By Rajiv Sethi, Professor of Economics, Barnard College, Columbia University. Cross posted from his blog.
Since the launch of the pioneering Iowa Electronic Markets almost thirty years ago, prediction markets have grown to become a familiar fixture in the forecasting landscape. Among the most recent entrants is PredictIt, which has been operating for about a year under a no-action letter from the CFTC.
Both IEM and PredictIt offer contracts structured as binary options: if the referenced event occurs, the buyer of the contract gets a fixed payment at the expense of the seller, and otherwise gets nothing. The price of the contract (relative to the winning payment) may then be interpreted as a probability; an assessment by the “market” of the likelihood that the event will occur. These probabilities can be calibrated against actual outcomes over multiple events, and compared with survey and model based forecasts. Comparisons of this kind have generally found the forecasting performance of markets to be superior on average to those based on more traditional methods.
But interpreting prices as probabilities requires, at a minimum, that the set of prices referencing mutually exclusive outcomes sum to at most one. This condition is routinely violated on PredictIt. For instance, in the market for the presidential election winner by party, we currently have:
Based on the prices at last trade, there is an absurd 108% likelihood that someone or other will be elected president. Furthermore, the price of betting against all three listed outcomes (by buying the corresponding no contracts) is $1.96, even though the payout from this bundle is sure to be $2.00. Since these contracts are margin-linked (the exchange only requires a trader to post his or her worst-case loss) the cost of buying this bundle would be precisely zero in the absence of fees, and this would be as pure an opportunity for arbitrage as one is likely to find.

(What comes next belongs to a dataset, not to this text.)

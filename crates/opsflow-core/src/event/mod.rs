//! In-process event distribution.

pub mod bus;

On IEM, or the now defunct Intrade, such a pattern of pricing would never be observed except perhaps for an instant. The discrepancy would be spotted by an algorithm and trades executed until the opportunity had been fully exploited. Profits would be small on any given trade, but would add up quickly: the most active account on Intrade during the last presidential election cycle traded close to four million contracts for a profit of $62,000 with minimal risk and effort. This trader had a median holding period of zero milliseconds. That is, the trader typically sold multiple candidate contracts simultaneously (with the trades having identical timestamps) in a manner that could not possibly have been done manually.
Why don’t we see this in PredictIt? The simple answer is the fee structure. Whenever a position is closed at a profit the exchange takes 10% of the gains; losing trades don’t incur fees. Taking account of this fee structure, the worst-case outcome for a trader betting against all three outcomes in the example above would be a win by someone other than a major party nominee. In this case the trader would lose $0.95 and gain $0.99, incurring fees on the latter of around ten cents. The result would be a net loss rather than a gain, and hence no opportunity for arbitrage. Prices could remain at these levels indefinitely.

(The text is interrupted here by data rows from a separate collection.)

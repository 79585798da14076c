//! Database pool with split reader/writer connections in WAL mode.
//!
//! SQLite allows only one writer at a time. This module provides a `DatabasePool`
//! with a multi-connection reader pool for concurrent reads and a single-connection
//! writer pool for serialized writes. Both use WAL journal mode and enforce foreign keys.

use std::path::Path;
use std::str::FromStr;

use sqlx::sqlite::{SqliteConnectOptions, SqliteJournalMode, SqlitePool, SqlitePoolOptions};

/// Split read/write pool for SQLite with WAL mode.
///
/// - `reader`: Multi-connection pool (up to 8) for concurrent SELECT queries.
/// - `writer`: Single-connection pool for serialized INSERT/UPDATE/DELETE.
#[derive(Clone)]
pub struct DatabasePool {
    pub reader: SqlitePool,
    pub writer: SqlitePool,
}

impl DatabasePool {
    /// Create a new DatabasePool with split reader/writer connections.
    ///
    /// Runs migrations automatically on the writer pool.
    pub async fn new(database_url: &str) -> Result<Self, sqlx::Error> {
        let base_opts = SqliteConnectOptions::from_str(database_url)?
            .journal_mode(SqliteJournalMode::Wal)
            .foreign_keys(true)
            .busy_timeout(std::time::Duration::from_secs(5))
            .create_if_missing(true);

        let read_opts = base_opts.clone().read_only(true);
        let write_opts = base_opts;

        let writer = SqlitePoolOptions::new()
            .max_connections(1)
            .connect_with(write_opts)
            .await?;

        // Migrations run on the writer before the reader pool opens.
        sqlx::migrate!("../../migrations").run(&writer).await?;

        let reader = SqlitePoolOptions::new()
            .max_connections(8)
            .connect_with(read_opts)
            .await?;

        tracing::debug!(database_url, "database pool ready");
        Ok(Self { reader, writer })
    }
}

/// The database URL for a data directory: `sqlite://{data_dir}/opsflow.db`.
pub fn database_url(data_dir: &Path) -> String {
    format!("sqlite://{}/opsflow.db", data_dir.display())
}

Still, algorithmic arbitrage can prevent prices from getting too far out of line with meaningful probabilities. The extent to which this happens depends on whether the events in question include some that are considered highly unlikely. In a market with only two possibilities (such as that referencing confirmation of Merrick Garland) price distortion will be lowest if both outcomes are considered equally likely. For instance, if the prices of the two contracts were each 53, betting against both would cost 94, and fees would be a shade above 5 no matter what happens. These prices could not be sustained, so the distortion would be at most 5%.
But in the same market, prices of 99 and 10 for the two outcomes could be sustained, for a distortion of 9%. The cost of betting against both would be 91 but if the less likely outcome occurs, the fee would wipe out all gains. Hence no opportunity for arbitrage, and no pressure on prices to change.

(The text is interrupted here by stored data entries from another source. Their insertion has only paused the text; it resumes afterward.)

//! Node handler trait and type-keyed registry.
//!
//! The engine never matches on node types itself: it asks the registry for the
//! handler registered under `node.node_type`. New node types are added by
//! registering another handler at startup.
//!
//! `NodeHandler` uses RPITIT, so it cannot be a trait object directly. The
//! object-safe `NodeHandlerDyn` with a blanket impl bridges the gap:
//! 1. `NodeHandlerDyn` returns boxed futures
//! 2. every `T: NodeHandler` implements it automatically
//! 3. the registry stores `Arc<dyn NodeHandlerDyn>`

use std::collections::HashMap;
use std::future::Future;
use std::pin::Pin;
use std::sync::Arc;

use chrono::{DateTime, Utc};
use opsflow_types::workflow::Node;
use serde_json::{Map, Value};
use uuid::Uuid;

use super::context::NodeScope;

// ---------------------------------------------------------------------------
// Input / output
// ---------------------------------------------------------------------------

/// Everything a handler may read while executing one node.
#[derive(Debug, Clone)]
pub struct NodeInput {
    pub run_id: Uuid,
    pub workflow_id: Uuid,
    pub node: Node,
    /// Trigger payload and ancestor outputs.
    pub scope: NodeScope,
    /// 1-based attempt number.
    pub attempt: u32,
}

impl NodeInput {
    pub fn config(&self) -> &Map<String, Value> {
        &self.node.config
    }
}

/// What a successful handler invocation produced.
#[derive(Debug, Clone, PartialEq)]
pub enum NodeOutcome {
    /// Plain output, merged into the run context under the node id.
    Output(Value),
    /// Output plus the label of the outgoing edge to follow.
    Branch { label: String, output: Value },
    /// Park the run until `resume_at`.
    Suspend { resume_at: DateTime<Utc> },
}

// ---------------------------------------------------------------------------
// Errors
// ---------------------------------------------------------------------------

/// Timeout raised by the engine around a node attempt or a whole run.
#[derive(Debug, Clone, PartialEq, Eq, thiserror::Error)]
pub enum TimeoutError {
    #[error("node '{node_id}' timed out after {secs}s")]
    Node { node_id: String, secs: u64 },

    #[error("run timed out after {secs}s")]
    Run { secs: u64 },
}

/// A node handler failed.
#[derive(Debug, Clone, thiserror::Error)]
pub enum NodeExecutionError {
    /// Transient failure; the engine retries within the node's budget.
    #[error("{0}")]
    Retryable(String),

    /// Permanent failure; retrying would not help.
    #[error("{0}")]
    Fatal(String),

    #[error(transparent)]
    Timeout(#[from] TimeoutError),

    #[error("no handler registered for node type '{0}'")]
    UnknownType(String),
}

impl NodeExecutionError {
    /// Timeouts count as failed attempts and are retried like transient errors.
    pub fn is_retryable(&self) -> bool {
        matches!(
            self,
            NodeExecutionError::Retryable(_) | NodeExecutionError::Timeout(_)
        )
    }
}

// ---------------------------------------------------------------------------
// Handler traits
// ---------------------------------------------------------------------------

/// Executes one node type.
///
/// Uses native async fn in traits (Rust 2024 edition, no async_trait macro).
pub trait NodeHandler: Send + Sync {
    /// The `node.type` value this handler serves.
    fn node_type(&self) -> &str;

    /// Retry budget when the node config does not set `max_retries`.
    fn default_max_retries(&self) -> u32 {
        0
    }

    fn execute(
        &self,
        input: &NodeInput,
    ) -> impl Future<Output = Result<NodeOutcome, NodeExecutionError>> + Send;
}

/// Object-safe version of [`NodeHandler`] with boxed futures.
pub trait NodeHandlerDyn: Send + Sync {
    fn node_type_dyn(&self) -> &str;

    fn default_max_retries_dyn(&self) -> u32;

    fn execute_boxed<'a>(
        &'a self,
        input: &'a NodeInput,
    ) -> Pin<Box<dyn Future<Output = Result<NodeOutcome, NodeExecutionError>> + Send + 'a>>;
}

/// Blanket implementation: any `NodeHandler` automatically implements `NodeHandlerDyn`.
impl<T: NodeHandler> NodeHandlerDyn for T {
    fn node_type_dyn(&self) -> &str {
        self.node_type()
    }

    fn default_max_retries_dyn(&self) -> u32 {
        self.default_max_retries()
    }

    fn execute_boxed<'a>(
        &'a self,
        input: &'a NodeInput,
    ) -> Pin<Box<dyn Future<Output = Result<NodeOutcome, NodeExecutionError>> + Send + 'a>> {
        Box::pin(self.execute(input))
    }
}

// ---------------------------------------------------------------------------
// Registry
// ---------------------------------------------------------------------------

/// Type-keyed handler lookup.
#[derive(Default, Clone)]
pub struct HandlerRegistry {
    handlers: HashMap<String, Arc<dyn NodeHandlerDyn>>,
}

impl HandlerRegistry {
    pub fn new() -> Self {
        Self::default()
    }

    /// A registry with the built-in `trigger`, `action`, `condition` and
    /// `delay` handlers.
    pub fn with_builtins() -> Self {
        let mut registry = Self::new();
        registry.register(super::nodes::TriggerHandler);
        registry.register(super::nodes::ActionHandler);
        registry.register(super::nodes::ConditionHandler::new());
        registry.register(super::nodes::DelayHandler);
        registry
    }

    /// Register a handler under its `node_type`, replacing any previous one.
    pub fn register<H: NodeHandler + 'static>(&mut self, handler: H) {
        let key = handler.node_type().to_string();
        self.handlers.insert(key, Arc::new(handler));
    }

    pub fn get(&self, node_type: &str) -> Option<Arc<dyn NodeHandlerDyn>> {
        self.handlers.get(node_type).cloned()
    }

    /// Registered node types, sorted.
    pub fn node_types(&self) -> Vec<&str> {
        let mut types: Vec<&str> = self.handlers.keys().map(String::as_str).collect();
        types.sort_unstable();
        types
    }
}

impl std::fmt::Debug for HandlerRegistry {
    fn fmt(&self, f: &mut std::fmt::Formatter<'_>) -> std::fmt::Result {
        f.debug_struct("HandlerRegistry")
            .field("node_types", &self.node_types())
            .finish()
    }
}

Given that PredictIt is operating as an experimental research facility with the purpose of generating useful data for academic research, this situation is unfortunate. It would be easy for the exchange to apply fees only to net profits in a given market, after taking account of all losses and gains, as suggested here. This does not require any change in the manner in which margin is calculated at contract purchase, only a refund once the market closes. If this is done, prices should snap into line and begin to represent meaningful probabilities. The decline in revenue would be partially offset by increased participation. And the transition itself would generate interesting data for researchers, consistent with the stated mission of the enterprise.